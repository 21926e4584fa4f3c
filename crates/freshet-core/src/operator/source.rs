//! Source operator: the entry point of a pipeline.
//!
//! The user logic runs once per replica and pushes tuples through a
//! [`SourceShipper`]. Under the ingress-time policy the runtime stamps
//! wall-clock microseconds; under event time the logic supplies timestamps
//! and advances the watermark explicitly with `set_next_watermark`.

use std::marker::PhantomData;
use std::sync::Arc;

use crate::config::{current_time_usecs, ExecutionMode, TimePolicy};
use crate::emitter::Emitter;
use crate::message::Data;
use crate::operator::{
    validate_parallelism, ConfigError, OpCommon, OpDescriptor, ReplicaContext,
};
use crate::stats::ReplicaStats;

/// Handle through which source logic ships tuples.
///
/// Owns the replica's emitter for the duration of the generator run.
pub struct SourceShipper<O: Data> {
    emitter: Emitter<O>,
    ctx: ReplicaContext,
    stats: ReplicaStats,
    policy: TimePolicy,
    ordered: bool,
    next_identifier: u64,
    watermark: u64,
    last_timestamp: u64,
}

impl<O: Data> SourceShipper<O> {
    pub(crate) fn new(
        emitter: Emitter<O>,
        ctx: ReplicaContext,
        policy: TimePolicy,
        mode: ExecutionMode,
    ) -> Self {
        let stats = ReplicaStats::new(ctx.replica_index);
        Self {
            emitter,
            ctx,
            stats,
            policy,
            ordered: mode.is_ordered(),
            next_identifier: 0,
            watermark: 0,
            last_timestamp: 0,
        }
    }

    pub(crate) fn finish(self) -> (Emitter<O>, ReplicaStats) {
        (self.emitter, self.stats)
    }

    /// Ships a tuple stamped with the current wall-clock time.
    pub fn push(&mut self, payload: O) {
        let ts = current_time_usecs();
        self.ship(payload, ts);
    }

    /// Ships a tuple with an explicit event-time timestamp (µs).
    ///
    /// Under the ordered execution modes timestamps must be pushed in
    /// non-decreasing order per source replica.
    pub fn push_with_timestamp(&mut self, payload: O, timestamp: u64) {
        self.ship(payload, timestamp);
    }

    /// Raises the watermark attached to subsequently shipped tuples.
    /// Regressions are clamped; watermarks only move forward.
    pub fn set_next_watermark(&mut self, watermark: u64) {
        self.watermark = self.watermark.max(watermark);
    }

    /// Number of tuples shipped so far by this replica.
    #[must_use]
    pub fn num_shipped(&self) -> u64 {
        self.next_identifier
    }

    /// Index of this replica within the source operator.
    #[must_use]
    pub fn replica_index(&self) -> usize {
        self.ctx.replica_index
    }

    /// Total replicas of the source operator.
    #[must_use]
    pub fn parallelism(&self) -> usize {
        self.ctx.parallelism
    }

    fn ship(&mut self, payload: O, timestamp: u64) {
        debug_assert!(
            !self.ordered || timestamp >= self.last_timestamp,
            "ordered execution modes require non-decreasing source timestamps"
        );
        self.last_timestamp = self.last_timestamp.max(timestamp);

        // Ingress time and the ordered modes carry the watermark on every
        // tuple; pure event time advances only via set_next_watermark.
        let candidate = match (self.policy, self.ordered) {
            (TimePolicy::IngressTime, _) | (TimePolicy::EventTime, true) => timestamp,
            (TimePolicy::EventTime, false) => self.watermark,
        };
        self.watermark = self.watermark.max(candidate);

        let identifier = self.next_identifier;
        self.next_identifier += 1;
        self.stats.outputs_sent += 1;
        self.stats.bytes_sent += std::mem::size_of::<O>() as u64;
        self.emitter.emit(payload, identifier, timestamp, self.watermark);
    }
}

/// A source operator.
///
/// The logic closure is cloned once per replica and invoked exactly once;
/// it generates the replica's whole substream and returns when done.
/// Replicas of a parallel source partition the generation work by
/// `shipper.replica_index()`.
pub struct Source<O, F> {
    pub(crate) logic: F,
    pub(crate) common: OpCommon,
    _marker: PhantomData<fn() -> O>,
}

impl<O, F> Source<O, F>
where
    O: Data,
    F: FnMut(&mut SourceShipper<O>) + Clone + Send + 'static,
{
    /// Creates a source from generator logic.
    pub fn new(logic: F) -> Self {
        Self {
            logic,
            common: OpCommon::new("source"),
            _marker: PhantomData,
        }
    }

    /// Sets the diagnostic name.
    #[must_use]
    pub fn with_name(mut self, name: impl Into<String>) -> Self {
        self.common.name = name.into();
        self
    }

    /// Sets the number of worker replicas.
    #[must_use]
    pub fn with_parallelism(mut self, parallelism: usize) -> Self {
        self.common.parallelism = parallelism;
        self
    }

    /// Enables batched emission with up to `size` tuples per batch
    /// (0 = per-tuple).
    #[must_use]
    pub fn with_output_batch_size(mut self, size: usize) -> Self {
        self.common.output_batch_size = size;
        self
    }

    /// Installs a per-replica teardown callback.
    #[must_use]
    pub fn with_closing(mut self, f: impl Fn(&ReplicaContext) + Send + Sync + 'static) -> Self {
        self.common.closing = Some(Arc::new(f));
        self
    }

    pub(crate) fn descriptor(&self) -> OpDescriptor {
        OpDescriptor {
            name: self.common.name.clone(),
            op_type: "Source",
            parallelism: self.common.parallelism,
            output_batch_size: self.common.output_batch_size,
            windowed: None,
        }
    }

    pub(crate) fn validate(&self) -> Result<(), ConfigError> {
        validate_parallelism(&self.common)
    }
}
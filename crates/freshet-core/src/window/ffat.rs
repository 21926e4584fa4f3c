//! Flat fixed-size aggregator tree (FFAT) for incremental sliding windows.
//!
//! The stream is cut into fixed-width panes; each pane keeps one aggregate
//! built with the user's `lift`, merged with `combine` (associative, not
//! necessarily commutative). Pane aggregates are the leaves of a flat
//! array-backed binary tree, so evaluating a window is an `O(log n)` range
//! combine over its panes and a late pane update is an `O(log n)` path
//! rebuild.
//!
//! Pane ids map onto the leaf ring modulo its capacity; the tree grows
//! (doubling) whenever the live pane span outruns the ring.

use fxhash::FxHashMap;
use smallvec::SmallVec;

use super::{FiredWindow, WindowSpec, WinType};

/// Array-backed binary tree over a ring of pane aggregates.
///
/// Standard segment-tree layout: `nodes[1]` is the root, leaf `i` lives at
/// `nodes[cap + i]`. Leaves remember their pane id so stale slots are never
/// merged into a query.
pub(crate) struct FlatFat<A, C> {
    nodes: Vec<Option<A>>,
    leaf_panes: Vec<Option<u64>>,
    cap: usize,
    combine: C,
}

☆ ☆ ☆ ☆ ☆

■ DESCRIPTION OF THE TASK
Copy out the entire listing exactly.

■ OUTPUT OF THE EXERCISE
repository 21926e4584fa4f3c
filename crates/freshet-core/src/operator/source.rs
//! Source operator: the entry point of a pipeline.
//!
//! The user logic runs once per replica and pushes tuples through a
//! [`SourceShipper`]. Under the ingress-time policy the runtime stamps
//! wall-clock microseconds; under event time the logic supplies timestamps
//! and advances the watermark explicitly with `set_next_watermark`.

use std::marker::PhantomData;
use std::sync::Arc;

use crate::config::{current_time_usecs, ExecutionMode, TimePolicy};
use crate::emitter::Emitter;
use crate::message::Data;
use crate::operator::{
    validate_parallelism, ConfigError, OpCommon, OpDescriptor, ReplicaContext,
};
use crate::stats::ReplicaStats;

/// Handle through which source logic ships tuples.
///
/// Owns the replica's emitter for the duration of the generator run.
pub struct SourceShipper<O: Data> {
    emitter: Emitter<O>,
    ctx: ReplicaContext,
    stats: ReplicaStats,
    policy: TimePolicy,
    ordered: bool,
    next_identifier: u64,
    watermark: u64,
    last_timestamp: u64,
}

impl<O: Data> SourceShipper<O> {
    pub(crate) fn new(
        emitter: Emitter<O>,
        ctx: ReplicaContext,
        policy: TimePolicy,
        mode: ExecutionMode,
    ) -> Self {
        let stats = ReplicaStats::new(ctx.replica_index);
        Self {
            emitter,
            ctx,
            stats,
            policy,
            ordered: mode.is_ordered(),
            next_identifier: 0,
            watermark: 0,
            last_timestamp: 0,
        }
    }

    pub(crate) fn finish(self) -> (Emitter<O>, ReplicaStats) {
        (self.emitter, self.stats)
    }

    /// Ships a tuple stamped with the current wall-clock time.
    pub fn push(&mut self, payload: O) {
        let ts = current_time_usecs();
        self.ship(payload, ts);
    }

    /// Ships a tuple with an explicit event-time timestamp (µs).
    ///
    /// Under the ordered execution modes timestamps must be pushed in
    /// non-decreasing order per source replica.
    pub fn push_with_timestamp(&mut self, payload: O, timestamp: u64) {
        self.ship(payload, timestamp);
    }

    /// Raises the watermark attached to subsequently shipped tuples.
    /// Regressions are clamped; watermarks only move forward.
    pub fn set_next_watermark(&mut self, watermark: u64) {
        self.watermark = self.watermark.max(watermark);
    }

    /// Number of tuples shipped so far by this replica.
    #[must_use]
    pub fn num_shipped(&self) -> u64 {
        self.next_identifier
    }

    /// Index of this replica within the source operator.
    #[must_use]
    pub fn replica_index(&self) -> usize {
        self.ctx.replica_index
    }

    /// Total replicas of the source operator.
    #[must_use]
    pub fn parallelism(&self) -> usize {
        self.ctx.parallelism
    }

    fn ship(&mut self, payload: O, timestamp: u64) {
        debug_assert!(
            !self.ordered || timestamp >= self.last_timestamp,
            "ordered execution modes require non-decreasing source timestamps"
        );
        self.last_timestamp = self.last_timestamp.max(timestamp);

        // Ingress time and the ordered modes carry the watermark on every
        // tuple; pure event time advances only via set_next_watermark.
        let candidate = match (self.policy, self.ordered) {
            (TimePolicy::IngressTime, _) | (TimePolicy::EventTime, true) => timestamp,
            (TimePolicy::EventTime, false) => self.watermark,
        };
        self.watermark = self.watermark.max(candidate);

        let identifier = self.next_identifier;
        self.next_identifier += 1;
        self.stats.outputs_sent += 1;
        self.stats.bytes_sent += std::mem::size_of::<O>() as u64;
        self.emitter.emit(payload, identifier, timestamp, self.watermark);
    }
}

/// A source operator.
///
/// The logic closure is cloned once per replica and invoked exactly once;
/// it generates the replica's whole substream and returns when done.
/// Replicas of a parallel source partition the generation work by
/// `shipper.replica_index()`.
pub struct Source<O, F> {
    pub(crate) logic: F,
    pub(crate) common: OpCommon,
    _marker: PhantomData<fn() -> O>,
}

impl<O, F> Source<O, F>
where
    O: Data,
    F: FnMut(&mut SourceShipper<O>) + Clone + Send + 'static,
{
    /// Creates a source from generator logic.
    pub fn new(logic: F) -> Self {
        Self {
            logic,
            common: OpCommon::new("source"),
            _marker: PhantomData,
        }
    }

    /// Sets the diagnostic name.
    #[must_use]
    pub fn with_name(mut self, name: impl Into<String>) -> Self {
        self.common.name = name.into();
        self
    }

    /// Sets the number of worker replicas.
    #[must_use]
    pub fn with_parallelism(mut self, parallelism: usize) -> Self {
        self.common.parallelism = parallelism;
        self
    }

    /// Enables batched emission with up to `size` tuples per batch
    /// (0 = per-tuple).
    #[must_use]
    pub fn with_output_batch_size(mut self, size: usize) -> Self {
        self.common.output_batch_size = size;
        self
    }

    /// Installs a per-replica teardown callback.
    #[must_use]
    pub fn with_closing(mut self, f: impl Fn(&ReplicaContext) + Send + Sync + 'static) -> Self {
        self.common.closing = Some(Arc::new(f));
        self
    }

    pub(crate) fn descriptor(&self) -> OpDescriptor {
        OpDescriptor {
            name: self.common.name.clone(),
            op_type: "Source",
            parallelism: self.common.parallelism,
            output_batch_size: self.common.output_batch_size,
            windowed: None,
        }
    }

    pub(crate) fn validate(&self) -> Result<(), ConfigError> {
        validate_parallelism(&self.common)
    }
}
filename crates/freshet-core/src/window/ffat.rs
repository 21926e4584fa4f3c
//! Flat fixed-size aggregator tree (FFAT) for incremental sliding windows.
//!
//! The stream is cut into fixed-width panes; each pane keeps one aggregate
//! built with the user's `lift`, merged with `combine` (associative, not
//! necessarily commutative). Pane aggregates are the leaves of a flat
//! array-backed binary tree, so evaluating a window is an `O(log n)` range
//! combine over its panes and a late pane update is an `O(log n)` path
//! rebuild.
//!
//! Pane ids map onto the leaf ring modulo its capacity; the tree grows
//! (doubling) whenever the live pane span outruns the ring.

use fxhash::FxHashMap;
use smallvec::SmallVec;

use super::{FiredWindow, WindowSpec, WinType};

/// Array-backed binary tree over a ring of pane aggregates.
///
/// Standard segment-tree layout: `nodes[1]` is the root, leaf `i` lives at
/// `nodes[cap + i]`. Leaves remember their pane id so stale slots are never
/// merged into a query.
pub(crate) struct FlatFat<A, C> {
    nodes: Vec<Option<A>>,
    leaf_panes: Vec<Option<u64>>,
    cap: usize,
    combine: C,
}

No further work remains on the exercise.